■ Task requirements ■
Could you set down exactly the lines in the records below between the line holding "pub const DEFAULT_COLLECTION: &str" and the line holding "let result = self", inclusive?

Stored items:
-- Opening Marker --
//! MongoDB implementation of DocumentSink

use async_trait::async_trait;
use mongodb::{
    Collection, Database, IndexModel,
    bson::{Document, doc},
    options::IndexOptions,
};
use tracing::{debug, info, instrument};

use crate::error::{MaintenanceError, MaintenanceResult};
use crate::models::{EmbeddedDocument, UpsertOutcome};
use crate::repository::DocumentSink;

pub const DEFAULT_COLLECTION: &str = "maintenance_logs";

/// MongoDB implementation of the DocumentSink
pub struct MongoDocumentSink {
    collection: Collection<EmbeddedDocument>,
}

impl MongoDocumentSink {
    /// Sink over the `maintenance_logs` collection
    ///
    /// # Example
    /// ```ignore
    /// let client = Client::with_uri_str("mongodb://localhost:27017").await?;
    /// let sink = MongoDocumentSink::new(client.database("maintenance"));
    /// sink.ensure_indexes().await?;
    /// ```
    pub fn new(db: Database) -> Self {
        Self::with_collection(db, DEFAULT_COLLECTION)
    }

    pub fn with_collection(db: Database, collection_name: &str) -> Self {
        let collection = db.collection::<EmbeddedDocument>(collection_name);
        Self { collection }
    }

    pub fn collection(&self) -> &Collection<EmbeddedDocument> {
        &self.collection
    }

    fn key_filter(key: &str) -> Document {
        doc! { "record_id": key }
    }

    /// Create the unique `record_id` index
    #[instrument(skip(self), fields(collection = %self.collection.name()))]
    pub async fn ensure_indexes(&self) -> MaintenanceResult<()> {
        let index = IndexModel::builder()
            .keys(doc! { "record_id": 1 })
            .options(
                IndexOptions::builder()
                    .unique(true)
                    .name("record_id_unique".to_string())
                    .build(),
            )
            .build();

        self.collection.create_index(index).await?;
        info!("Ensured unique index on record_id");
        Ok(())
    }
}

#[async_trait]
impl DocumentSink for MongoDocumentSink {
    #[instrument(skip(self, document))]
    async fn upsert(&self, key: &str, document: &EmbeddedDocument) -> MaintenanceResult<UpsertOutcome> {
        if key != document.record_id {
            return Err(MaintenanceError::Persistence(format!(
                "key '{key}' does not match record_id '{}'",
                document.record_id
            )));
        }

        let result = self
            .collection
            .replace_one(Self::key_filter(key), document)
            .upsert(true)
            .await?;

        let outcome = if result.upserted_id.is_some() {
            UpsertOutcome::Inserted
        } else {
            UpsertOutcome::Updated
        };

        debug!(record_id = %key, %outcome, matched = result.matched_count, "Document upserted");
        Ok(outcome)
    }

    #[instrument(skip(self))]
    async fn get(&self, key: &str) -> MaintenanceResult<Option<EmbeddedDocument>> {
        let document = self.collection.find_one(Self::key_filter(key)).await?;
        Ok(document)
    }

    #[instrument(skip(self))]
    async fn count(&self) -> MaintenanceResult<u64> {
        let count = self.collection.count_documents(doc! {}).await?;
        Ok(count)
    }
}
-- Closing Marker --
■ Written solution ■
pub const DEFAULT_COLLECTION: &str = "maintenance_logs";

/// MongoDB implementation of the DocumentSink
pub struct MongoDocumentSink {
    collection: Collection<EmbeddedDocument>,
}

impl MongoDocumentSink {
    /// Sink over the `maintenance_logs` collection
    ///
    /// # Example
    /// ```ignore
    /// let client = Client::with_uri_str("mongodb://localhost:27017").await?;
    /// let sink = MongoDocumentSink::new(client.database("maintenance"));
    /// sink.ensure_indexes().await?;
    /// ```
    pub fn new(db: Database) -> Self {
        Self::with_collection(db, DEFAULT_COLLECTION)
    }

    pub fn with_collection(db: Database, collection_name: &str) -> Self {
        let collection = db.collection::<EmbeddedDocument>(collection_name);
        Self { collection }
    }

    pub fn collection(&self) -> &Collection<EmbeddedDocument> {
        &self.collection
    }

    fn key_filter(key: &str) -> Document {
        doc! { "record_id": key }
    }

    /// Create the unique `record_id` index
    #[instrument(skip(self), fields(collection = %self.collection.name()))]
    pub async fn ensure_indexes(&self) -> MaintenanceResult<()> {
        let index = IndexModel::builder()
            .keys(doc! { "record_id": 1 })
            .options(
                IndexOptions::builder()
                    .unique(true)
                    .name("record_id_unique".to_string())
                    .build(),
            )
            .build();

        self.collection.create_index(index).await?;
        info!("Ensured unique index on record_id");
        Ok(())
    }
}

#[async_trait]
impl DocumentSink for MongoDocumentSink {
    #[instrument(skip(self, document))]
    async fn upsert(&self, key: &str, document: &EmbeddedDocument) -> MaintenanceResult<UpsertOutcome> {
        if key != document.record_id {
            return Err(MaintenanceError::Persistence(format!(
                "key '{key}' does not match record_id '{}'",
                document.record_id
            )));
        }

        let result = self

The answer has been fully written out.